#### ASSIGNMENT:
Print the first line of the records below and every line after it, up to and including the line with "pub use app_data::AppData;". Print nothing else.

#### MATERIAL FOR THIS TASK:
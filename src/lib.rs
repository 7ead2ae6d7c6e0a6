// Library exports for the binary and integration tests

pub mod api;
pub mod app_data;
pub mod cli;
pub mod config;
pub mod coordinators;
pub mod errors;
pub mod providers;
pub mod stores;
pub mod types;

#[cfg(test)]
pub mod test;

pub use app_data::AppData;
use thiserror::Error;

#[derive(Error, Debug)]
pub enum TagError {
    #[error("Tag not found: {name}")]
    NotFound { name: String },
}
mod common;

use chrono::Duration;
use poem::http::StatusCode;
use serde_json::json;

use common::{create_club, get, post, setup_test_client, signup};

#[tokio::test]
async fn test_signup_login_scenario() {
    let (client, _app, _clock) = setup_test_client().await;

    signup(&client, "x@d.edu", "x", "p").await;

    let (status, body) = post(
        &client,
        "/api/user/login",
        json!({"email": "x@d.edu", "password": "p"}),
    )
    .await;
    assert_eq!(status, StatusCode::OK);
    assert_eq!(body["session_token"].as_str().unwrap().len(), 30);

    let (status, wrong) = post(
        &client,
        "/api/user/login",
        json!({"email": "x@d.edu", "password": "wrong"}),
    )
    .await;
    assert_eq!(status, StatusCode::BAD_REQUEST);

    let (status, unknown) = post(
        &client,
        "/api/user/login",
        json!({"email": "nobody@d.edu", "password": "p"}),
    )
    .await;
    assert_eq!(status, StatusCode::BAD_REQUEST);
    assert_eq!(wrong["message"], unknown["message"]);

    let (status, _) = post(
        &client,
        "/api/user/signup",
        json!({"email": "x@d.edu", "username": "other", "password": "p"}),
    )
    .await;
    assert_eq!(status, StatusCode::CONFLICT);

    let (status, _) = post(
        &client,
        "/api/user/signup",
        json!({"email": "y@d.edu", "username": "x", "password": "p"}),
    )
    .await;
    assert_eq!(status, StatusCode::CONFLICT);
}

#[tokio::test]
async fn test_signup_and_login_require_fields() {
    let (client, _app, _clock) = setup_test_client().await;

    let (status, _) = post(
        &client,
        "/api/user/signup",
        json!({"email": "x@d.edu", "password": "p"}),
    )
    .await;
    assert_eq!(status, StatusCode::BAD_REQUEST);

    let (status, _) = post(&client, "/api/user/login", json!({"email": "x@d.edu"})).await;
    assert_eq!(status, StatusCode::BAD_REQUEST);
}

#[tokio::test]
async fn test_logout_invalidates_the_token() {
    let (client, _app, _clock) = setup_test_client().await;
    let token = signup(&client, "x@d.edu", "x", "p").await;

    let (status, _) = post(&client, "/api/user/logout", json!({"session_token": token})).await;
    assert_eq!(status, StatusCode::OK);

    let (status, _) = post(&client, "/api/user/logout", json!({"session_token": token})).await;
    assert_eq!(status, StatusCode::UNAUTHORIZED);

    let (status, _) = create_club(&client, &token, "chess", "Chess Club", &[]).await;
    assert_eq!(status, StatusCode::UNAUTHORIZED);
}

#[tokio::test]
async fn test_token_expires_after_ttl() {
    let (client, _app, clock) = setup_test_client().await;
    let token = signup(&client, "x@d.edu", "x", "p").await;

    clock.advance(Duration::hours(24) - Duration::seconds(1));
    let (status, _) = create_club(&client, &token, "chess", "Chess Club", &[]).await;
    assert_eq!(status, StatusCode::OK);

    clock.advance(Duration::seconds(1));
    let (status, _) = create_club(&client, &token, "go", "Go Club", &[]).await;
    assert_eq!(status, StatusCode::UNAUTHORIZED);

    // Logging in again issues a working token
    let (_, body) = post(
        &client,
        "/api/user/login",
        json!({"email": "x@d.edu", "password": "p"}),
    )
    .await;
    let fresh = body["session_token"].as_str().unwrap();
    let (status, _) = create_club(&client, fresh, "go", "Go Club", &[]).await;
    assert_eq!(status, StatusCode::OK);
}

#[tokio::test]
async fn test_get_user() {
    let (client, _app, _clock) = setup_test_client().await;
    signup(&client, "x@d.edu", "x", "p").await;

    let (status, body) = get(&client, "/api/user", &[("username", "x")]).await;
    assert_eq!(status, StatusCode::OK);
    assert_eq!(body, json!({"email": "x@d.edu", "username": "x"}));

    let (status, _) = get(&client, "/api/user", &[("username", "nobody")]).await;
    assert_eq!(status, StatusCode::NOT_FOUND);

    let (status, _) = get(&client, "/api/user", &[]).await;
    assert_eq!(status, StatusCode::NOT_FOUND);
}

#[tokio::test]
async fn test_favoriting_is_idempotent() {
    let (client, _app, _clock) = setup_test_client().await;
    let token = signup(&client, "x@d.edu", "x", "p").await;
    create_club(&client, &token, "chess", "Chess Club", &["Games"]).await;

    for _ in 0..2 {
        let (status, _) = post(
            &client,
            "/api/user/favoriting",
            json!({"session_token": token, "code": "CHESS"}),
        )
        .await;
        assert_eq!(status, StatusCode::OK);
    }

    let (_, clubs) = get(&client, "/api/clubs", &[]).await;
    assert_eq!(clubs[0]["favorite_count"], 1);

    let (status, favorites) = get(&client, "/api/user/favorite_clubs", &[("username", "x")]).await;
    assert_eq!(status, StatusCode::OK);
    assert_eq!(
        favorites,
        json!([{
            "code": "chess",
            "name": "Chess Club",
            "description": "About Chess Club",
            "tags": ["games"],
        }])
    );

    let (_, by_email) = get(&client, "/api/user/favorite_clubs", &[("email", "x@d.edu")]).await;
    assert_eq!(by_email, favorites);
}

#[tokio::test]
async fn test_favoriting_failures() {
    let (client, _app, _clock) = setup_test_client().await;
    let token = signup(&client, "x@d.edu", "x", "p").await;

    let (status, _) = post(&client, "/api/user/favoriting", json!({"code": "chess"})).await;
    assert_eq!(status, StatusCode::UNAUTHORIZED);

    let (status, _) = post(&client, "/api/user/favoriting", json!({"session_token": token})).await;
    assert_eq!(status, StatusCode::BAD_REQUEST);

    let (status, _) = post(
        &client,
        "/api/user/favoriting",
        json!({"session_token": token, "code": "nope"}),
    )
    .await;
    assert_eq!(status, StatusCode::BAD_REQUEST);

    let (status, _) = get(&client, "/api/user/favorite_clubs", &[]).await;
    assert_eq!(status, StatusCode::BAD_REQUEST);

    let (status, _) = get(&client, "/api/user/favorite_clubs", &[("username", "nobody")]).await;
    assert_eq!(status, StatusCode::NOT_FOUND);
}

#### WORKED SOLUTION:
filename src/lib.rs
repository 7ead2ae6d7c6e0a6
// Library exports for the binary and integration tests

pub mod api;
pub mod app_data;
pub mod cli;
pub mod config;
pub mod coordinators;
pub mod errors;
pub mod providers;
pub mod stores;
pub mod types;

#[cfg(test)]
pub mod test;

pub use app_data::AppData;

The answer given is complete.